Our investment in women-owned businesses is not ideological. It simply makes economic sense. In developing countries women-owned companies represent 40% of all SMEs and we know that women re-invest close to 90% of their earnings in their families and societies compared to 40% by men. When you also see that SMEs are providing two-thirds of all formal jobs in developing countries in Africa, Asia and Latin America, and 80 per cent in low income countries, mainly in Sub-Saharan Africa, you can begin to see just how valuable women-led economic endeavour really is.
More and more global economic and development players are being drawn in by the business case of working with women-owned businesses. Today, nearly 700 CEOs from around the world have signed up in support of gender equality and the guidance provided by the UN Women Empowerment Principles.

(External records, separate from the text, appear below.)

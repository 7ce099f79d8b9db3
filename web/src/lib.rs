//! Web layer for the logstream gateway: the axum router, controllers, typed
//! endpoint params, and the error-to-status mapping. The streaming core
//! (session registry and forwarder) lives in the `sse` crate; this crate
//! only adapts it to HTTP.

pub(crate) mod controller;
mod error;
pub(crate) mod params;
pub mod router;

pub use error::{Error, Result};
pub use service::AppState;
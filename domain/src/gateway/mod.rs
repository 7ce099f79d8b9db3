//! Outbound gateways to external systems consumed by the domain layer.

pub mod log_source;
use clap::builder::TypedValueParser as _;
use clap::Parser;
use dotenvy::dotenv;
use log::LevelFilter;
use std::fmt;
use std::str::FromStr;

#[derive(Clone, Debug, PartialEq)]
pub enum RustEnv {
    Development,
    Production,
    Staging,
}

#[derive(Debug, PartialEq, Eq)]
pub struct RustEnvParseError;

impl FromStr for RustEnv {
    type Err = RustEnvParseError;
    fn from_str(level: &str) -> Result<RustEnv, Self::Err> {
        match level.to_lowercase().as_str() {
            "development" => Ok(RustEnv::Development),
            "production" => Ok(RustEnv::Production),
            "staging" => Ok(RustEnv::Staging),
            _ => Err(RustEnvParseError),
        }
    }
}

impl fmt::Display for RustEnv {
    fn fmt(&self, f: &mut fmt::Formatter) -> fmt::Result {
        match self {
            RustEnv::Development => write!(f, "development"),
            RustEnv::Production => write!(f, "production"),
            RustEnv::Staging => write!(f, "staging"),
        }
    }
}

#[derive(Clone, Debug, Parser)]
#[command(author, version, about, long_about = None)]
pub struct Config {
    /// A list of full CORS origin URLs that allowed to receive server responses.
    #[arg(
        long,
        env,
        value_delimiter = ',',
        use_value_delimiter = true,
        default_value = "http://localhost:3000,https://localhost:3000"
    )]
    pub allowed_origins: Vec<String>,

    /// Base URL of the remote log source to open session streams against.
    #[arg(long, env, default_value = "http://localhost:8001")]
    log_source_url: Option<String>,

    /// Bearer token presented to the log source on every open, if it requires one.
    #[arg(long, env)]
    log_source_auth_token: Option<String>,

    /// The host interface to listen for incoming connections
    #[arg(short, long, env, default_value = "127.0.0.1")]
    pub interface: Option<String>,

    /// The host TCP port to listen for incoming connections
    #[arg(short, long, env, default_value_t = 4000)]
    pub port: u16,

    /// Set the log level verbosity threshold (level) to control what gets displayed on console output
    #[arg(
        short,
        long,
        env,
        default_value_t = LevelFilter::Info,
        value_parser = clap::builder::PossibleValuesParser::new(["OFF", "ERROR", "WARN", "INFO", "DEBUG", "TRACE"])
            .map(|s| s.parse::<LevelFilter>().unwrap()),
        )]
    pub log_level_filter: LevelFilter,

    /// Set the Rust runtime environment to use.
    #[arg(
    short,
    long,
    env,
    default_value_t = RustEnv::Development,
    value_parser = clap::builder::PossibleValuesParser::new([
        "DEVELOPMENT", "PRODUCTION", "STAGING",
        "development", "production", "staging"
    ])
        .map(|s| s.parse::<RustEnv>().unwrap()),
    )]
    pub runtime_env: RustEnv,
}

impl Default for Config {
    fn default() -> Self {
        Self::new()
    }
}

impl Config {
    pub fn new() -> Self {
        // Load .env file first
        dotenv().ok();
        // Then parse the command line parameters and flags
        Config::parse()
    }

    pub fn set_log_source_url(mut self, log_source_url: String) -> Self {
        self.log_source_url = Some(log_source_url);
        self
    }

    pub fn log_source_url(&self) -> &str {
        self.log_source_url
            .as_ref()
            .expect("No log source URL provided")
    }

    pub fn log_source_auth_token(&self) -> Option<String> {
        self.log_source_auth_token.clone()
    }

    pub fn runtime_env(&self) -> RustEnv {
        self.runtime_env.clone()
    }

    pub fn is_production(&self) -> bool {
        self.runtime_env() == RustEnv::Production
    }
}
use config::Config;
use domain::{Error, LogSource, SessionDescriptor, SourceHandle};
use log::info;
use sse::{SessionId, SessionRegistry};
use std::sync::Arc;
use tokio_util::sync::CancellationToken;

pub mod config;
pub mod logging;

/// Builds the authenticated handle used to reach the remote log source.
/// Constructed once at startup and shared by reference with every session
/// provisioned against it.
pub fn init_source_handle(config: &Config) -> Result<SourceHandle, Error> {
    info!("Log source config: base_url={}", config.log_source_url());

    SourceHandle::new(
        config.log_source_url(),
        config.log_source_auth_token().as_deref(),
    )
}

// Service-level state containing only infrastructure concerns
// Needs to implement Clone to be able to be passed into Router as State
#[derive(Clone)]
pub struct AppState {
    pub session_registry: Arc<SessionRegistry>,
    pub source_handle: Arc<dyn LogSource>,
    pub shutdown: CancellationToken,
    pub config: Config,
}

impl AppState {
    pub fn new(app_config: Config, source_handle: Arc<dyn LogSource>) -> Self {
        Self {
            session_registry: Arc::new(SessionRegistry::new()),
            source_handle,
            shutdown: CancellationToken::new(),
            config: app_config,
        }
    }

    pub fn registry_ref(&self) -> &SessionRegistry {
        self.session_registry.as_ref()
    }

    /// Collaborator interface for the provisioning flow: stores `descriptor`
    /// under `session_id` so a client can stream it.
    pub fn register_session(&self, session_id: SessionId, descriptor: SessionDescriptor) {
        self.session_registry.set(session_id, descriptor);
    }
}
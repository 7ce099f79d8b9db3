pub(crate) mod health_check_controller;
pub(crate) mod log_session_controller;
pub(crate) mod log_stream_controller;

use serde::Serialize;

/// Envelope for JSON endpoint responses: the HTTP status code alongside the
/// payload, so clients can read both from the body.
#[derive(Debug, Serialize)]
pub(crate) struct ApiResponse<T: Serialize> {
    status_code: u16,
    data: T,
}

impl<T: Serialize> ApiResponse<T> {
    pub(crate) fn new(status_code: u16, data: T) -> Self {
        Self { status_code, data }
    }
}
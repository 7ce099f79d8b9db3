use crate::registry::{SessionId, SessionRegistry};
use async_stream::stream;
use axum::response::sse::{Event, KeepAlive, Sse};
use bytes::Bytes;
use futures::{Stream, StreamExt};
use log::*;
use std::convert::Infallible;
use std::sync::Arc;
use tokio_util::sync::CancellationToken;

/// Removes the session from the registry when the forwarder is torn down.
/// Dropping the guard is the single eviction point for every exit path,
/// including the client dropping the response body mid-stream.
struct EvictionGuard {
    registry: Arc<SessionRegistry>,
    session_id: SessionId,
}

impl Drop for EvictionGuard {
    fn drop(&mut self) {
        self.registry.delete(&self.session_id);
    }
}

/// Relays raw chunks for `session_id` until a terminal condition.
///
/// The stream ends, with the session evicted, on any of: the session ID not
/// being registered (a normal outcome, the connection closes with no
/// frames), the source refusing to open, the source reaching end of stream,
/// a mid-stream read error, or `cancel` firing. Cancellation is re-checked
/// at every iteration boundary and wins any race against a completed read.
/// Empty chunks are suppressed, never forwarded.
pub fn frames(
    registry: Arc<SessionRegistry>,
    session_id: SessionId,
    cancel: CancellationToken,
) -> impl Stream<Item = Bytes> {
    stream! {
        let _eviction = EvictionGuard {
            registry: Arc::clone(&registry),
            session_id: session_id.clone(),
        };

        let Some(descriptor) = registry.get(&session_id) else {
            warn!("Log session {session_id} not found");
            return;
        };

        let mut source = match descriptor
            .source_handle()
            .open(descriptor.resource_uri())
            .await
        {
            Ok(source) => source,
            Err(err) => {
                warn!("Failed to open log source for session {session_id}: {err}");
                return;
            }
        };

        loop {
            let chunk = tokio::select! {
                // Biased so a pending cancellation beats a completed read.
                biased;
                _ = cancel.cancelled() => {
                    debug!("Log session {session_id} cancelled");
                    return;
                }
                chunk = source.next() => chunk,
            };

            match chunk {
                Some(Ok(bytes)) if bytes.is_empty() => continue,
                Some(Ok(bytes)) => yield bytes,
                Some(Err(err)) => {
                    error!("Log session {session_id} failed mid-stream: {err}");
                    return;
                }
                None => {
                    debug!("Log session {session_id} reached end of source");
                    return;
                }
            }
        }
    }
}

/// SSE response body for one log session: every relayed chunk becomes one
/// `data:` event, delivered as soon as it is produced.
pub fn sse_response(
    registry: Arc<SessionRegistry>,
    session_id: SessionId,
    cancel: CancellationToken,
) -> Sse<impl Stream<Item = Result<Event, Infallible>>> {
    let events = frames(registry, session_id, cancel).map(|chunk| {
        let text = String::from_utf8_lossy(&chunk);
        // SSE data fields cannot carry carriage returns.
        Ok(Event::default().data(text.replace('\r', "")))
    });

    Sse::new(events).keep_alive(KeepAlive::default())
}
use axum::http::StatusCode;
use axum::response::IntoResponse;

/// GET liveness check
#[utoipa::path(
    get,
    path = "/health",
    responses(
        (status = 200, description = "API router is up and responding to requests", body = String),
        (status = 500, description = "Internal Server Error")
    )
)]
pub async fn health_check() -> impl IntoResponse {
    (StatusCode::OK, "healthy")
}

Today, I would like to look more closely at a principle which speaks to the heart of ITC’s development and growth agenda – women’s economic empowerment. UN Women Empowerment Principle number seven calls for partnerships that “implement enterprise development, supply chain and marketing practices that empower women”.
To make this and similar types of principles have the intended impact on business and development, global players - including parliamentarians like yourself - would be well placed to support operational practices and policies which invest in and empower women.
To ensure women economic empowerment is a reality on the ground we, at the ITC, have built a “Women and Trade” Programme.
Let me tell you a story which illustrates what this programme is about. The story provides valuable lessons for what we can do together to improve women entrepreneurship. The story is about women in coffee.
In many coffee-growing countries women as coffee producers are atomised growers: typically in remote rural areas, poorly serviced, if at all, by agricultural extension workers, with little or no connection to sectoral and other networks providing access to knowledge of good agricultural practices, pricing or savings and loans facilities.
Our interventions started by identifying the constraints to devise specific interventions to address the barriers facing these women. But we knew that any solution would not be durable unless we sought partners with whom we could work to offer sustainable solutions, even after our projects concluded.
We chose to work with the International Women’s Coffee Alliance, whose mission is to ‘Empower women in the international coffee community to achieve meaningful and sustainable lives’. This resonates with the aim of ITC’s Women and Trade Programme, which is to ensure ‘women entrepreneurs and women in export-oriented value chains, derive greater economic benefit from their participation in trade.’ So in 2010 we embarked on a project to form associations of women in coffee, in Uganda, Burundi, Kenya, Rwanda and Tanzania, recognising the similarity of issues faced by women in coffee throughout East Africa.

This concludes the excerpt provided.